Eine Frau schaut auf das Display eines Handys, ihr Gesicht bleibt im Dunkeln

Foto: reuters

Man zeigt, wie einer lächelnd sich rasiert

und wie man kleine Kätzchen sicher trägt.

Ich seh, wie man ein Alien gebiert

und wie ein Lkw sich überschlägt.

Es folgt ein Kurzporträt vom Wiedehopf.

Ich kriege angesagt, was einer isst.

Es gießt sich jemand Wasser übern Kopf.

Alsdann beweist mir wer: Er ist Nudist.

Ein Mann zeigt, wie viel Liegestütz er kann.

Im Anschluss werd ich Zeuge einer Tat.

Danach fragt eine einen aus. Und dann

macht eine junge Frau sehr oft Spagat.

Von einem Künstler schreibt man, er sei tot.

Dann weint da wer: Das hat doch keinen Sinn.

Und eine nimmt ein Tuch ab trotz Verbot.

Ein Wal schwimmt her und dann nicht wieder hin.

Ich sehe in Slow Motion Vögel ziehn

und die acht Schönsten unterm Himmelszelt.

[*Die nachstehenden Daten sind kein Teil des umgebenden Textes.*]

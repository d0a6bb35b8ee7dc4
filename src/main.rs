//! Pagesweep main entry point
//!
//! This is the command-line interface for the Pagesweep table scraper.

use anyhow::Context;
use clap::Parser;
use pagesweep::config::{load_config_with_hash, validate, validate_pool_size, Config};
use pagesweep::crawler::run_crawl;
use pagesweep::output::write_records;
use pagesweep::url::UrlTemplate;
use std::path::PathBuf;
use tracing_subscriber::EnvFilter;

/// Pagesweep: a concurrent paginated table scraper
///
/// Pagesweep walks a numbered resource page by page with a pool of reusable
/// fetch slots, extracts transaction rows from every page, and prints them
/// as one JSON array once the last page has been found.
#[derive(Parser, Debug)]
#[command(name = "pagesweep")]
#[command(version)]
#[command(about = "A concurrent paginated table scraper", long_about = None)]
struct Cli {
    /// Path to TOML configuration file (built-in defaults when omitted)
    #[arg(value_name = "CONFIG")]
    config: Option<PathBuf>,

    /// Increase logging verbosity (-v, -vv, -vvv)
    #[arg(short, long, action = clap::ArgAction::Count)]
    verbose: u8,

    /// Suppress non-error output
    #[arg(short, long, conflicts_with = "verbose")]
    quiet: bool,

    /// Validate config and show the crawl plan without crawling
    #[arg(long)]
    dry_run: bool,

    /// Indent the JSON output
    #[arg(long)]
    pretty: bool,

    /// Number of concurrent fetch slots (overrides the configuration)
    #[arg(long, value_name = "N")]
    pool_size: Option<usize>,
}

#[tokio::main]
async fn main() -> anyhow::Result<()> {
    let cli = Cli::parse();

    // Setup logging based on verbosity
    setup_logging(cli.verbose, cli.quiet);

    let mut config = match &cli.config {
        Some(path) => {
            tracing::info!("Loading configuration from: {}", path.display());
            let (config, hash) = load_config_with_hash(path)
                .with_context(|| format!("Failed to load configuration {}", path.display()))?;
            tracing::info!("Configuration loaded successfully (hash: {})", hash);
            config
        }
        None => {
            tracing::info!("No configuration file given, using defaults");
            let config = Config::default();
            validate(&config)?;
            config
        }
    };

    if let Some(size) = cli.pool_size {
        validate_pool_size(size).context("Invalid --pool-size")?;
        config.pool.size = Some(size);
    }

    if cli.dry_run {
        handle_dry_run(&config)
    } else {
        handle_crawl(&config, cli.pretty).await
    }
}

/// Sets up the logging/tracing subscriber based on verbosity level
///
/// Logs go to standard error; standard output only carries the result.
fn setup_logging(verbose: u8, quiet: bool) {
    let filter = if quiet {
        // Only show errors
        EnvFilter::new("error")
    } else {
        match verbose {
            0 => EnvFilter::new("pagesweep=info,warn"),
            1 => EnvFilter::new("pagesweep=debug,info"),
            2 => EnvFilter::new("pagesweep=trace,debug"),
            _ => EnvFilter::new("trace"),
        }
    };

    tracing_subscriber::fmt()
        .with_env_filter(filter)
        .with_writer(std::io::stderr)
        .with_target(false)
        .with_thread_ids(false)
        .with_file(false)
        .init();
}

/// Handles the --dry-run mode: validates config and shows the crawl plan
fn handle_dry_run(config: &Config) -> anyhow::Result<()> {
    let template = UrlTemplate::parse(&config.target.url_template)?;
    let pagination = &config.pagination;

    println!("=== Pagesweep Dry Run ===\n");

    println!("Target:");
    println!("  Template: {}", template.as_str());
    println!("  First page: {}", template.render(pagination.start_min));

    println!("\nPagination:");
    println!(
        "  Offsets: {} to {} (step {})",
        pagination.start_min, pagination.start_max, pagination.step
    );

    println!("\nPages:");
    println!("  Retry budget: {}", config.page.retry_budget);
    println!("  Load timeout: {}ms", config.page.load_timeout_ms);
    println!(
        "  Interaction timeout: {}ms",
        config.page.interaction_timeout_ms
    );
    println!("  Content selector: {}", config.page.content_selector);
    println!("  Reload selector: {}", config.page.reload_selector);
    println!(
        "  Short-page confirmations: {}",
        config.page.short_page_confirmations
    );

    println!("\nPool:");
    println!("  Slots: {}", config.pool.resolved_size());

    println!("\nUser Agent: {}", config.user_agent.header_value());

    println!("\n✓ Configuration is valid");

    Ok(())
}

/// Handles the main crawl operation
async fn handle_crawl(config: &Config, pretty: bool) -> anyhow::Result<()> {
    let report = match run_crawl(config).await {
        Ok(report) => report,
        Err(e) => {
            tracing::error!("Crawl failed: {}", e);
            return Err(e.into());
        }
    };

    tracing::info!("Crawl completed with {} records", report.records.len());

    let stdout = std::io::stdout();
    write_records(stdout.lock(), &report.records, pretty).context("Failed to write records")?;

    Ok(())
}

Es folgt noch irgendwas mit Trampolin

und wie da wer ne lange Rede hält.

Ein Mann mit Haaren im Gesicht verliert.

Ein andrer lacht und singt dabei und tanzt.

Ich seh, wie man was Großes bombardiert

und jemand in Marokko etwas pflanzt.

Man zeigt mir Dinge im Aquarium,

sodann weht knallgelb Haar vorm Weißen Haus.

Es folgt ein helles Rauschen mit Gebrumm.

Für irgendwas kriegt irgendwer Applaus.

Dann ist mein Social Network wieder aus.